In the meantime, published export pricing is around $500 per ton CIF. “Exporters have a good bit of dockside scrap to procure for vessels sold at lower prices in October,” said one observer. “Either the U.S. market will come down or export will come up. It’s a little too early to tell, but Turkish mills are challenged to sell steel at the moment because of falling Asian prices and the removal of Section 232 tariffs for European steel into the U.S.” 

“Export prices have outstripped the increase in domestic prices for November, but the U.S. prices will catch up over the next two months,” predicted another scrap exec. “December and January will be an absolute bloodbath for U.S. scrap buyers, winter weather notwithstanding.
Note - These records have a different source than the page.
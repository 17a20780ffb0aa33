pub mod starfield;
//! Application state for one launch: the rocket, the launch flag and the
//! clock baseline, driven once per animation frame.
//!
//! A front end owns a single [`LaunchControl`], feeds it elapsed-time samples
//! from a monotonic clock through [`LaunchControl::tick`] and reads
//! [`LaunchControl::render_position`] to place the rocket model. Panel
//! widgets edit the rocket through [`LaunchControl::set_parameter`].

use crate::config::SimulationConfig;
use crate::errors::SimulationError;
use crate::utils::vector3d::Vector3D;

use super::parameters::TunableParameter;
use super::rocket::{Rocket, RocketState};

pub struct LaunchControl {
    config: SimulationConfig,
    rocket: Rocket,
    launched: bool,
    landed: bool,
    previous_elapsed_time: f64,
}

impl LaunchControl {
    pub fn new(config: SimulationConfig) -> Self {
        let rocket = Self::build_rocket(&config);
        LaunchControl {
            config,
            rocket,
            launched: false,
            landed: false,
            previous_elapsed_time: 0.0,
        }
    }

    fn build_rocket(config: &SimulationConfig) -> Rocket {
        Rocket::from_config(&config.rocket, config.launch_position, config.integration)
    }

    pub fn launch(&mut self) -> Result<(), SimulationError> {
        if self.landed {
            return Err(SimulationError::LaunchError(
                "rocket has landed, reset before launching again".to_string(),
            ));
        }
        if !self.launched {
            self.launched = true;
            log::info!("Rocket launched!");
        }
        Ok(())
    }

    /// Clears the launch flag without touching the rocket.
    pub fn hold(&mut self) {
        if self.launched {
            self.launched = false;
            log::info!("Launch held at altitude {:.3}", self.altitude());
        }
    }

    /// Throws the current rocket away and rebuilds it from the loaded scenario.
    pub fn reset(&mut self) {
        self.rocket = Self::build_rocket(&self.config);
        self.launched = false;
        self.landed = false;
        log::info!("Simulation reset");
    }

    /// Processes one animation frame given the clock's elapsed time in seconds.
    pub fn tick(&mut self, elapsed_time: f64) -> Result<RocketState, SimulationError> {
        if !elapsed_time.is_finite() {
            return Err(SimulationError::InvalidTimestep(elapsed_time));
        }

        let mut delta_time = elapsed_time - self.previous_elapsed_time;
        if delta_time < 0.0 {
            log::warn!(
                "Clock went backwards by {:.6}s, treating frame as zero length",
                -delta_time
            );
            delta_time = 0.0;
        }
        self.previous_elapsed_time = elapsed_time;

        if self.launched {
            self.rocket.advance(delta_time);
            self.check_ground_contact();
        }

        Ok(self.state())
    }

    fn check_ground_contact(&mut self) {
        let ground_height = self.config.ground_height;
        let kinematics = &mut self.rocket.kinematics;

        if kinematics.position.y < ground_height {
            kinematics.position.y = ground_height;
            kinematics.velocity.y = 0.0;
            kinematics.acceleration.y = 0.0;
            self.launched = false;
            self.landed = true;
            log::info!("Rocket has landed after {:.2}s of flight", kinematics.time);
        }
    }

    pub fn state(&self) -> RocketState {
        if self.landed {
            RocketState::Landed
        } else if !self.launched {
            RocketState::Idle
        } else if self.rocket.propulsion.is_out_of_fuel() {
            RocketState::Coasting
        } else {
            RocketState::Powered
        }
    }

    pub fn set_parameter(
        &mut self,
        parameter: TunableParameter,
        value: f64,
    ) -> Result<(), SimulationError> {
        let value = parameter.validate(value).map_err(|err| {
            log::warn!("Rejected edit of {}: {}", parameter, err);
            err
        })?;

        match parameter {
            TunableParameter::DryMass => self.rocket.propulsion.dry_mass = value,
            TunableParameter::Gravity => self.rocket.environment.gravity = value,
            TunableParameter::Thrust => self.rocket.propulsion.thrust = value,
            TunableParameter::FuelMass => self.rocket.propulsion.fuel_mass = value,
            TunableParameter::FuelBurnRate => self.rocket.propulsion.fuel_burn_rate = value,
            TunableParameter::Radius => self.rocket.aerodynamics.radius = value,
        }
        self.rocket.refresh_total_mass();
        log::debug!("{} set to {}", parameter, value);
        Ok(())
    }

    pub fn parameter(&self, parameter: TunableParameter) -> f64 {
        match parameter {
            TunableParameter::DryMass => self.rocket.propulsion.dry_mass,
            TunableParameter::Gravity => self.rocket.environment.gravity,
            TunableParameter::Thrust => self.rocket.propulsion.thrust,
            TunableParameter::FuelMass => self.rocket.propulsion.fuel_mass,
            TunableParameter::FuelBurnRate => self.rocket.propulsion.fuel_burn_rate,
            TunableParameter::Radius => self.rocket.aerodynamics.radius,
        }
    }

    pub fn is_launched(&self) -> bool {
        self.launched
    }

    pub fn rocket(&self) -> &Rocket {
        &self.rocket
    }

    pub fn config(&self) -> &SimulationConfig {
        &self.config
    }

    /// Where the renderer should place the rocket model this frame.
    pub fn render_position(&self) -> Vector3D {
        self.rocket.position()
    }

    pub fn altitude(&self) -> f64 {
        self.rocket.kinematics.get_altitude(self.config.ground_height)
    }
}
Prices could increase by another $50-75/GT over that period.”

Pig Iron Market

Pig iron has not been in play over the last several weeks, reported one market expert. The Chinese are not buying due to a pullback in steel production there. The Brazilians are sold out until, at best, January shipment, which could mean March arrival upriver in the U.S. It’s hard to pin down where the Russians are now, but they do not want to sell at down numbers, especially with the vigorous upswing in scrap on both sides of the Atlantic. “I would predict a $10-15/MT increase in the next round of U.S. buys, which would bring prices up to the $550-555/MT CFR level,” he said.   

Commenting on U.S. Steel’s plans to create a joint venture for production of pig iron at Gary Works, he said: “It was only a matter of time before either U.S. Steel or Cleveland-Cliffs decided to produce pig iron. The virgin iron markets along with prime scrap needed a domestic source. This way USS can use their assets like iron ore mines, pellet plants and blast furnaces to help them to convert a portion of their business to EAF. … A pig iron plant producing 500,000 tons per year will not change the U.S. pig iron market much. If they use it themselves, there is enough new EAF steelmaking capacity coming online in the next five years to increase U.S. imports.”